EXERCISE >> Through the line that contains "let sessions_dir = paths::sessions_dir(&root);", return the data below exactly, starting at its first line; leave the rest out.

Dataset entries >>

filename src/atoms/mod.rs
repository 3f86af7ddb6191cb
pub mod constants;
pub mod error;
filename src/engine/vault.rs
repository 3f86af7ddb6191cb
// LeadScout Engine — Session Vault
// Maps an account handle to one encrypted session blob on disk and keeps a
// small per-caller "last used handle" hint beside it.
//
// Layout under the data root:
//   sessions/{percent-encoded-handle}.enc   — encrypted session blob
//   callers/{caller_id}.last                — last-used-handle hint
//
// Percent-encoding keeps the handle → slot mapping injective and
// filesystem-safe; two distinct handles can never collide on one slot.
// Writes go temp-then-rename so a crash mid-write never leaves a
// partially written, undecryptable slot.

use std::fs;
use std::path::PathBuf;
use std::time::SystemTime;

use log::{info, warn};

use crate::atoms::error::{EngineError, EngineResult};
use crate::engine::cipher::SessionCipher;
use crate::engine::paths;

const SLOT_EXT: &str = "enc";
const HINT_EXT: &str = "last";

pub struct SessionVault {
    sessions_dir: PathBuf,
    callers_dir: PathBuf,
    cipher: SessionCipher,
}

impl SessionVault {
    /// Open the vault under `root`, creating its directories.
    pub fn open(root: PathBuf, cipher: SessionCipher) -> EngineResult<Self> {
        let sessions_dir = paths::sessions_dir(&root);
        let callers_dir = paths::callers_dir(&root);
        fs::create_dir_all(&sessions_dir)?;
        fs::create_dir_all(&callers_dir)?;
        info!("[vault] opened at {:?}", root);
        Ok(SessionVault { sessions_dir, callers_dir, cipher })
    }

    fn slot_path(&self, handle: &str) -> PathBuf {
        let escaped = urlencoding::encode(handle);
        self.sessions_dir.join(format!("{}.{}", escaped, SLOT_EXT))
    }

    fn hint_path(&self, caller: i64) -> PathBuf {
        self.callers_dir.join(format!("{}.{}", caller, HINT_EXT))
    }

    // ── Session slots ──────────────────────────────────────────────────

    /// Serialize, encrypt, and atomically write one handle's session.
    /// Overwrites any existing slot — manual reconnect replaces state.
    pub fn save(&self, handle: &str, session: &serde_json::Value) -> EngineResult<()> {
        let encrypted = self.cipher.encrypt(session)?;
        let path = self.slot_path(handle);
        let tmp = path.with_extension("enc.tmp");
        fs::write(&tmp, &encrypted)?;
        fs::rename(&tmp, &path)?;
        info!("[vault] saved encrypted session for '{}'", handle);
        Ok(())
    }

    /// Load and decrypt one handle's session.
    pub fn load(&self, handle: &str) -> EngineResult<serde_json::Value> {
        let path = self.slot_path(handle);
        if !path.exists() {
            return Err(EngineError::NotConnected);
        }
        let encrypted = fs::read_to_string(&path)?;
        self.cipher.decrypt(encrypted.trim())
    }

    /// True iff a slot exists for this handle.
    pub fn has_session(&self, handle: &str) -> bool {
        self.slot_path(handle).exists()
    }

    // ── Last-used-handle hint ──────────────────────────────────────────

    /// Remember which handle this caller connected most recently.
    pub fn record_last_used(&self, caller: i64, handle: &str) -> EngineResult<()> {
        let path = self.hint_path(caller);
        let tmp = path.with_extension("last.tmp");
        fs::write(&tmp, handle)?;
        fs::rename(&tmp, &path)?;
        Ok(())
    }

    /// The caller's last-used handle, if recorded.
    pub fn last_used(&self, caller: i64) -> Option<String> {
        let content = fs::read_to_string(self.hint_path(caller)).ok()?;
        let trimmed = content.trim();
        if trimmed.is_empty() {
            None
        } else {
            Some(trimmed.to_string())
        }
    }

    // ── Fallback discovery ─────────────────────────────────────────────

    /// The handle whose slot was modified most recently. O(stored
    /// sessions) directory scan — acceptable on this rare fallback path
    /// because the set is small. "Most recently connected account wins."
    pub fn most_recently_modified_handle(&self) -> Option<String> {
        let entries = match fs::read_dir(&self.sessions_dir) {
            Ok(entries) => entries,
            Err(e) => {
                warn!("[vault] cannot scan sessions dir: {}", e);
                return None;
            }
        };

        let mut newest: Option<(SystemTime, String)> = None;
        for entry in entries.flatten() {
            let path = entry.path();
            if path.extension().and_then(|e| e.to_str()) != Some(SLOT_EXT) {
                continue;
            }
            let Some(stem) = path.file_stem().and_then(|s| s.to_str()) else {
                continue;
            };
            let Ok(handle) = urlencoding::decode(stem) else {
                continue;
            };
            let Ok(modified) = entry.metadata().and_then(|m| m.modified()) else {
                continue;
            };
            if newest.as_ref().map(|(t, _)| modified > *t).unwrap_or(true) {
                newest = Some((modified, handle.into_owned()));
            }
        }
        newest.map(|(_, handle)| handle)
    }
}
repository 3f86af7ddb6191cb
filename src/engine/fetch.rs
// LeadScout Engine — Adaptive Fetch Chain
// The upstream API's response shape is unstable across server rollouts; a
// strict single-method call frequently fails shape validation even though
// the query is valid. The chain tries an ordered list of query variants
// until one succeeds. Only shape mismatches are swallowed — throttling and
// auth failures propagate at once and must not be masked.

use log::{debug, info, warn};

use crate::engine::config::{CoreConfig, FetchVariant};
use crate::engine::upstream::{SessionState, UpstreamClient, UpstreamError};

// ── Raw media ──────────────────────────────────────────────────────────────

/// Typed media record — the shape richer upstream methods return.
#[derive(Debug, Clone, Default, PartialEq, Eq)]
pub struct MediaRecord {
    pub user_id: Option<u64>,
    pub like_count: Option<u64>,
    pub comment_count: Option<u64>,
}

/// One raw media item. The upstream library's output shape varies by
/// method: richer variants yield typed records, fallbacks yield untyped
/// mappings. Extractors are total — a single malformed record must not
/// abort the whole query, so missing fields default instead of failing.
#[derive(Debug, Clone)]
pub enum RawMedia {
    Typed(MediaRecord),
    Untyped(serde_json::Value),
}

impl RawMedia {
    /// Owning account id, if the record carries one.
    pub fn user_id(&self) -> Option<u64> {
        match self {
            RawMedia::Typed(m) => m.user_id,
            RawMedia::Untyped(v) => v
                .get("user")
                .and_then(|u| u.get("pk"))
                .or_else(|| v.get("user_id"))
                .and_then(value_as_u64),
        }
    }

    pub fn like_count(&self) -> u64 {
        match self {
            RawMedia::Typed(m) => m.like_count.unwrap_or(0),
            RawMedia::Untyped(v) => v.get("like_count").and_then(value_as_u64).unwrap_or(0),
        }
    }

    pub fn comment_count(&self) -> u64 {
        match self {
            RawMedia::Typed(m) => m.comment_count.unwrap_or(0),
            RawMedia::Untyped(v) => v.get("comment_count").and_then(value_as_u64).unwrap_or(0),
        }
    }
}

/// Some upstream variants stringify numeric ids.
fn value_as_u64(v: &serde_json::Value) -> Option<u64> {
    v.as_u64().or_else(|| v.as_str()?.trim().parse().ok())
}

// ── The chain ──────────────────────────────────────────────────────────────

pub struct FetchChain {
    variants: Vec<FetchVariant>,
    shape_markers: Vec<String>,
}

impl FetchChain {
    pub fn from_config(config: &CoreConfig) -> Self {
        FetchChain {
            variants: config.fetch_variants.clone(),
            shape_markers: config.shape_markers.clone(),
        }
    }

    /// Try each variant in order for one hashtag.
    ///   • unsupported variant        → skip
    ///   • success                    → return immediately
    ///   • shape/validation mismatch  → record and continue
    ///   • anything else              → propagate immediately
    /// Every variant failing on shape yields an empty sequence, not an
    /// error: "upstream returned nothing usable" reads as "no matches".
    pub async fn fetch_hashtag_media<C: UpstreamClient + ?Sized>(
        &self,
        client: &C,
        session: &SessionState,
        tag: &str,
        limit: u32,
    ) -> Result<Vec<RawMedia>, UpstreamError> {
        for variant in &self.variants {
            match client.query_by_tag(session, tag, limit, variant).await {
                Ok(media) => {
                    info!(
                        "[fetch] variant '{}' returned {} media for #{}",
                        variant.name,
                        media.len(),
                        tag
                    );
                    return Ok(media);
                }
                Err(UpstreamError::Unsupported(msg)) => {
                    debug!("[fetch] variant '{}' unavailable: {}", variant.name, msg);
                }
                Err(err) if self.is_shape_mismatch(&err) => {
                    warn!(
                        "[fetch] variant '{}' shape mismatch on #{}: {} — trying next",
                        variant.name, tag, err
                    );
                }
                Err(err) => return Err(err),
            }
        }
        warn!("[fetch] all variants failed shape validation for #{} — treating as empty", tag);
        Ok(Vec::new())
    }

    /// Typed shape mismatches match directly; server-carried error text is
    /// scanned against the configured validation markers, since some client
    /// builds report validation failures as generic errors.
    fn is_shape_mismatch(&self, err: &UpstreamError) -> bool {
        match err {
            UpstreamError::ShapeMismatch(_) => true,
            UpstreamError::Server(msg) => {
                self.shape_markers.iter().any(|marker| msg.contains(marker.as_str()))
            }
            _ => false,
        }
    }
}

// ── Tests ──────────────────────────────────────────────────────────────────
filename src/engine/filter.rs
// LeadScout Engine — Result Filter / Dedup
// Turns raw media streams into candidate leads: per-query dedup by owner
// id (first occurrence wins), follower-range and engagement thresholds,
// and one shared emission budget across all tags in the query. Scanning
// is sequential by design — it keeps the shared cap deterministic and
// respects upstream pacing.

use std::collections::HashSet;

use log::debug;
use serde::{Deserialize, Serialize};

use crate::atoms::constants::DEFAULT_LEAD_CAP;
use crate::engine::fetch::RawMedia;
use crate::engine::upstream::{SessionState, UpstreamClient, UpstreamError};

/// Numeric thresholds for one query. Follower bounds are inclusive.
#[derive(Debug, Clone, Serialize, Deserialize)]
pub struct Thresholds {
    pub min_followers: u64,
    pub max_followers: u64,
    pub min_engagement: f64,
}

impl Default for Thresholds {
    fn default() -> Self {
        Thresholds { min_followers: 0, max_followers: 10_000_000, min_engagement: 0.0 }
    }
}

/// One filtered, de-duplicated discovery result. Transient — never
/// persisted, exists only within one query's lifetime.
#[derive(Debug, Clone, PartialEq, Serialize)]
pub struct CandidateLead {
    pub handle: String,
    pub follower_count: u64,
    pub engagement_rate: f64,
}

/// Per-query sieve. Construct once per query; the dedup set and the
/// emission budget are scoped to that invocation only.
pub struct LeadSieve {
    thresholds: Thresholds,
    cap: usize,
    seen: HashSet<u64>,
    leads: Vec<CandidateLead>,
}

impl LeadSieve {
    pub fn new(thresholds: Thresholds, cap: usize) -> Self {
        LeadSieve { thresholds, cap, seen: HashSet::new(), leads: Vec::new() }
    }

    pub fn with_defaults(thresholds: Thresholds) -> Self {
        Self::new(thresholds, DEFAULT_LEAD_CAP)
    }

    /// True once the shared budget is spent; callers stop scanning.
    pub fn is_full(&self) -> bool {
        self.leads.len() >= self.cap
    }

    pub fn lead_count(&self) -> usize {
        self.leads.len()
    }

    /// Scan one tag's media in input order. Profile lookups go through the
    /// upstream client; any lookup failure fails the whole query (errors
    /// mid-scan are never converted into silent truncation).
    pub async fn scan<C: UpstreamClient + ?Sized>(
        &mut self,
        client: &C,
        session: &SessionState,
        media: &[RawMedia],
    ) -> Result<(), UpstreamError> {
        for item in media {
            if self.is_full() {
                break;
            }
            let Some(user_id) = item.user_id() else {
                continue;
            };
            // First occurrence wins — later media from this account are
            // skipped even when this one fails the thresholds.
            if !self.seen.insert(user_id) {
                continue;
            }

            let profile = client.lookup_account(session, user_id).await?;
            let followers = profile.follower_count;
            if followers < self.thresholds.min_followers
                || followers > self.thresholds.max_followers
            {
                debug!(
                    "[filter] '{}' out of follower range ({} ∉ [{}, {}])",
                    profile.handle,
                    followers,
                    self.thresholds.min_followers,
                    self.thresholds.max_followers
                );
                continue;
            }

            let engagement_rate = if followers > 0 {
                (item.like_count() + item.comment_count()) as f64 / followers as f64
            } else {
                0.0
            };
            if engagement_rate < self.thresholds.min_engagement {
                continue;
            }

            self.leads.push(CandidateLead {
                handle: profile.handle,
                follower_count: followers,
                engagement_rate,
            });
        }
        Ok(())
    }

    pub fn into_leads(self) -> Vec<CandidateLead> {
        self.leads
    }
}

#[cfg(test)]
mod tests {
    use super::*;

    #[test]
    fn follower_bounds_are_inclusive() {
        let t = Thresholds { min_followers: 1_000, max_followers: 10_000, min_engagement: 0.0 };
        // Boundary checks mirror the scan predicate.
        assert!(!(1_000 < t.min_followers || 1_000 > t.max_followers));
        assert!(!(10_000 < t.min_followers || 10_000 > t.max_followers));
        assert!(999 < t.min_followers);
        assert!(10_001 > t.max_followers);
    }

    #[test]
    fn sieve_reports_full_at_cap() {
        let mut sieve = LeadSieve::new(Thresholds::default(), 2);
        assert!(!sieve.is_full());
        sieve.leads.push(CandidateLead {
            handle: "a".into(),
            follower_count: 1,
            engagement_rate: 0.0,
        });
        sieve.leads.push(CandidateLead {
            handle: "b".into(),
            follower_count: 1,
            engagement_rate: 0.0,
        });
        assert!(sieve.is_full());
    }
}
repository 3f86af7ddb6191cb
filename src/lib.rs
// LeadScout Core Engine
// Encrypted session vault, quota governance, and creator-lead discovery
// against an unstable upstream social API.
//
// The crate is a library: the HTTP surface, request validation, and the
// real upstream client live in the embedding application. This core owns
// the account-session lifecycle (encrypt, persist, refresh), the per-caller
// rate governance (dual-window caps + 24h pause circuit breaker), retry
// of transient upstream failures, method-fallback fetching, and the
// filter/dedup pass that turns raw media into candidate leads.

pub mod atoms;
pub mod engine;

pub use atoms::error::{EngineError, EngineResult, QuotaWindow};
pub use engine::cipher::SessionCipher;
pub use engine::config::{CoreConfig, FetchVariant};
pub use engine::discovery::{DiscoveryEngine, QueryError, QueryRequest};
pub use engine::fetch::{FetchChain, MediaRecord, RawMedia};
pub use engine::filter::{CandidateLead, LeadSieve, Thresholds};
pub use engine::quota::{CapStore, MemoryCapStore, QuotaGovernor};
pub use engine::retry::RetryPolicy;
pub use engine::upstream::{AccountProfile, SessionState, UpstreamClient, UpstreamError};
pub use engine::vault::SessionVault;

OUTPUT BELOW >>
filename src/atoms/mod.rs
repository 3f86af7ddb6191cb
pub mod constants;
pub mod error;
filename src/engine/vault.rs
repository 3f86af7ddb6191cb
// LeadScout Engine — Session Vault
// Maps an account handle to one encrypted session blob on disk and keeps a
// small per-caller "last used handle" hint beside it.
//
// Layout under the data root:
//   sessions/{percent-encoded-handle}.enc   — encrypted session blob
//   callers/{caller_id}.last                — last-used-handle hint
//
// Percent-encoding keeps the handle → slot mapping injective and
// filesystem-safe; two distinct handles can never collide on one slot.
// Writes go temp-then-rename so a crash mid-write never leaves a
// partially written, undecryptable slot.

use std::fs;
use std::path::PathBuf;
use std::time::SystemTime;

use log::{info, warn};

use crate::atoms::error::{EngineError, EngineResult};
use crate::engine::cipher::SessionCipher;
use crate::engine::paths;

const SLOT_EXT: &str = "enc";
const HINT_EXT: &str = "last";

pub struct SessionVault {
    sessions_dir: PathBuf,
    callers_dir: PathBuf,
    cipher: SessionCipher,
}

impl SessionVault {
    /// Open the vault under `root`, creating its directories.
    pub fn open(root: PathBuf, cipher: SessionCipher) -> EngineResult<Self> {
        let sessions_dir = paths::sessions_dir(&root);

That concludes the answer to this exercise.